“A QUESTÃO HUMANA” É UM DOS GRANDES FILMES PERTURBADORES DO ANO

Não sou favorável a contar muitas coisas sobre a trama de um filme, ao escrever uma crítica. Antes de ser crítico, acima de tudo também sou público, e adoro ver um filme sabendo o mínimo possível sobre ele. As surpresas são maiores; a emoção é maior. Porém, no caso de “A Questão Humana”, serei obrigado a fugir um pouco das minhas próprias regras e revelar alguns segredos do (excelente) roteiro. Se você, assim como eu, também não curte ler textos que tirem o seu prazer de ir ao cinema, minha sugestão é parar por aqui e só retornar a esta crítica após ter visto “A Questão Humana”.

Feita a advertência, vamos lá. Tudo começa com Simon (Mathieu Amalric, o astro de “O Escafandro e a Borboleta”), um psicólogo que atua no departamento de RH da filial francesa de uma grande multinacional alemã. Seu trabalho, como ele mesmo define, é fazer com que os funcionários superem seus próprios limites em prol da maior produtividade possível da empresa.
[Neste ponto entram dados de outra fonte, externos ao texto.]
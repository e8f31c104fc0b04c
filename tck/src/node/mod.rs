//! Per-node state: identity, collaborators and outbound connection
//! bookkeeping.

mod readiness;
mod wallet;

pub use readiness::{ReadinessError, ReadinessState, ReadinessWaiter, Step};
pub use wallet::{TxLocation, WalletError};

use std::collections::{HashMap, HashSet};
use std::fmt;
use std::sync::Arc;

use anyhow::Result;
use parking_lot::Mutex;
use serde::{Deserialize, Serialize};
use tokio::time::{Duration, Instant};

use crate::process::{LaunchedNode, NodeProcess};
use crate::rpc::{NodeInfo, NodeRpc};

/// Identity of a node. Two handles with the same host and ports are the
/// same node.
#[derive(Debug, Clone, PartialEq, Eq, Hash, PartialOrd, Ord, Serialize, Deserialize)]
pub struct NodeId {
    pub host: String,
    pub port: u16,
    pub rpc_port: u16,
}

impl NodeId {
    pub fn new(host: impl Into<String>, port: u16, rpc_port: u16) -> Self {
        Self {
            host: host.into(),
            port,
            rpc_port,
        }
    }

    /// P2P address used in `addnode` and `disconnectnode` requests
    pub fn peer_addr(&self) -> String {
        format!("{}:{}", self.host, self.port)
    }
}

impl fmt::Display for NodeId {
    fn fmt(&self, f: &mut fmt::Formatter<'_>) -> fmt::Result {
        write!(f, "{}:{}", self.host, self.port)
    }
}

// Outbound intents issued by this node and when each edge last changed
#[derive(Default)]
struct PeerBook {
    connections: HashSet<NodeId>,
    stamps: HashMap<NodeId, Instant>,
}

/// Handle to one node of the network.
///
/// `connections` is asymmetric: a node only records the connects it issued
/// itself. A peer stays recorded until a disconnect from this side succeeds.
pub struct NodeHandle {
    id: NodeId,
    rpc: Arc<dyn NodeRpc>,
    process: Box<dyn NodeProcess>,
    peers: Mutex<PeerBook>,
}

impl NodeHandle {
    pub fn new(id: NodeId, rpc: Arc<dyn NodeRpc>, process: Box<dyn NodeProcess>) -> Self {
        Self {
            id,
            rpc,
            process,
            peers: Mutex::new(PeerBook::default()),
        }
    }

    pub fn from_launched(id: NodeId, launched: LaunchedNode) -> Self {
        Self::new(id, launched.rpc, launched.process)
    }

    pub fn id(&self) -> &NodeId {
        &self.id
    }

    pub fn rpc(&self) -> &Arc<dyn NodeRpc> {
        &self.rpc
    }

    pub fn is_running(&self) -> bool {
        self.process.is_running()
    }

    pub async fn stop(&self) -> Result<()> {
        self.process.stop().await
    }

    /// Poll the node until it answers `get_info`, see [`ReadinessWaiter`].
    pub async fn wait_until_ready(&self, timeout: Duration) -> Result<NodeInfo, ReadinessError> {
        ReadinessWaiter::new(self.id.clone(), timeout).wait(self.rpc.as_ref()).await
    }

    pub fn has_connection(&self, peer: &NodeId) -> bool {
        self.peers.lock().connections.contains(peer)
    }

    /// Whether this node issued a connect to `other`. With `bidirectional`
    /// a connect issued by `other` toward this node also counts.
    pub fn is_connected(&self, other: &NodeHandle, bidirectional: bool) -> bool {
        self.has_connection(&other.id) || (bidirectional && other.has_connection(&self.id))
    }

    /// Members of `nodes` this node issued a connect to, in input order.
    pub fn get_connected(&self, nodes: &[Arc<NodeHandle>]) -> Vec<Arc<NodeHandle>> {
        let book = self.peers.lock();
        nodes
            .iter()
            .filter(|node| book.connections.contains(&node.id))
            .cloned()
            .collect()
    }

    /// Recorded outbound connections, sorted.
    pub fn connections(&self) -> Vec<NodeId> {
        let mut connections: Vec<NodeId> = self.peers.lock().connections.iter().cloned().collect();
        connections.sort();
        connections
    }

    /// When a connect or disconnect toward `peer` was last requested.
    pub fn last_change(&self, peer: &NodeId) -> Option<Instant> {
        self.peers.lock().stamps.get(peer).copied()
    }

    // Records the intent and its time; false if it was already recorded
    pub(crate) fn record_connect(&self, peer: &NodeId, at: Instant) -> bool {
        let mut book = self.peers.lock();
        book.stamps.insert(peer.clone(), at);
        book.connections.insert(peer.clone())
    }

    pub(crate) fn stamp(&self, peer: &NodeId, at: Instant) {
        self.peers.lock().stamps.insert(peer.clone(), at);
    }

    pub(crate) fn forget_connection(&self, peer: &NodeId) -> bool {
        self.peers.lock().connections.remove(peer)
    }
}

impl fmt::Debug for NodeHandle {
    fn fmt(&self, f: &mut fmt::Formatter<'_>) -> fmt::Result {
        f.debug_struct("NodeHandle")
            .field("id", &self.id)
            .field("connections", &self.connections())
            .finish()
    }
}

impl PartialEq for NodeHandle {
    fn eq(&self, other: &Self) -> bool {
        self.id == other.id
    }
}

impl Eq for NodeHandle {}
//! Assignment of nodes to partition groups.
//!
//! Designated nodes go first, into the group they were designated to.
//! The remaining nodes are handed out in input order: each group takes
//! its fair share of what is left (designated nodes of that group count
//! toward the share), the last group takes the rest, and no group is left
//! empty while undistributed nodes remain.

use thiserror::Error;

#[derive(Debug, Error, Clone, PartialEq, Eq)]
pub enum AssignmentError {
    #[error("Cannot partition into zero groups")]
    ZeroGroups,
    #[error("Designation to group {} but only {} groups are used", group, groups)]
    GroupOutOfRange { group: usize, groups: usize },
    #[error("Designated position {} is not in the node list", _0)]
    UnknownNode(usize),
    #[error("Position {} is designated more than once", _0)]
    DuplicateDesignation(usize),
}

/// Split positions `0..node_count` into groups.
///
/// `group_count` is clamped to `node_count`. `designations[g]` lists the
/// positions forced into group `g`.
pub fn assign_groups(
    node_count: usize,
    group_count: usize,
    designations: &[Vec<usize>],
) -> Result<Vec<Vec<usize>>, AssignmentError> {
    if group_count == 0 {
        return Err(AssignmentError::ZeroGroups);
    }
    let k = group_count.min(node_count);

    let mut designated = vec![false; node_count];
    let mut groups: Vec<Vec<usize>> = vec![Vec::new(); k];
    for (group, members) in designations.iter().enumerate() {
        if members.is_empty() {
            continue;
        }
        if group >= k {
            return Err(AssignmentError::GroupOutOfRange { group, groups: k });
        }
        for &position in members {
            if position >= node_count {
                return Err(AssignmentError::UnknownNode(position));
            }
            if designated[position] {
                return Err(AssignmentError::DuplicateDesignation(position));
            }
            designated[position] = true;
            groups[group].push(position);
        }
    }

    let mut remaining = (0..node_count).filter(|p| !designated[*p]).peekable();
    let mut left = node_count - designated.iter().filter(|d| **d).count();

    for g in 0..k {
        let take = if g + 1 == k {
            left
        } else {
            let groups_left = k - g;
            let designated_left: usize = groups[g..].iter().map(|m| m.len()).sum();
            let fair_share = (left + designated_left).div_ceil(groups_left);
            let empty_later = groups[g + 1..].iter().filter(|m| m.is_empty()).count();

            let mut take = fair_share
                .saturating_sub(groups[g].len())
                .min(left.saturating_sub(empty_later));
            if take == 0 && groups[g].is_empty() && left > 0 {
                take = 1;
            }
            take
        };

        groups[g].extend(remaining.by_ref().take(take));
        left -= take;
    }

    Ok(groups)
}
Com poucas palavras e muita criação de clima, o diretor Nicolas Klotz pinta a Corporação com total frieza. Os ambientes são amplos e áridos. Distantes. A fotografia trabalha com tons de azul e cinza. Todos se vestem impecavelmente de preto. Não se percebe sequer um elemento que sugira vida. Muito menos nos rostos daqueles pálidos funcionários que lá estão para serem forçados até o final de seus limites. Em nome da produção, é claro. Como toda Corporação, aliás.

Certo dia, Simon recebe do vice-presidente da empresa uma missão confidencial: investigar a sanidade mental de Mathias (o ótimo Michael Lonsdale, de “Fantasmas de Goya”), ninguém menos que o próprio Presidente do escritório francês da multinacional. Haveria indícios que Mathias estaria agindo de forma estranhamente perigosa e até suicida, causando desconforto nos acionistas. Simon começa sua investigação sem saber que vai ser obrigado a se confrontar com vários fantasmas do passado. Tanto aqueles que habitam os nebulosos porões da época do nazismo, como os que moram dentro de seus próprios medos.

“A Questão Humana” não é um filme de fácil digestão. A sinopse – falando de investigações e nazismo – pode até sugerir uma aventura policial ou coisa parecida. Mas não é nada disso. Com vários níveis e subníveis possíveis de leitura, trata-se uma obra riquíssima, de texto difícil mas fascinante (baseado no livro de François Emmanuel), e que faz uma irresistível provocação. Para o filme, o Nazismo não morreu. Ele apenas mudou de forma e modernamente se apresenta sob a formatação de grandes empresas multinacionais. Os novos uniformes dos prisioneiros agora são alinhados ternos pretos. Abrir uma válvula de gás num campo de concentração é trabalho menos elaborado, se comparado com o dos psicólogos que levam os funcionários à loucura. Relatórios técnicos minuciosamente detalhados que explicavam como transportar o maior número possível de judeus em caminhões, nada ficam a dever à tecnicidade fria dos burocratas de hoje. E se antes se lutava e/ou morria por uma nação, agora quem exige dedicação total até a morte é a empresa onde se trabalha.

Uma viagem do filme? Pode até ser. Mas há como negar? Por estas e por (muitas) outras é que “A Questão Humana” é um filme para se ver, se rever e pensar. Pensar muito. O filme exige paciência do público. Mas recompensa em dobro quem se dispuser a mergulhar nos seus meandros. Caso contrário, veja “O Incrível Hulk”.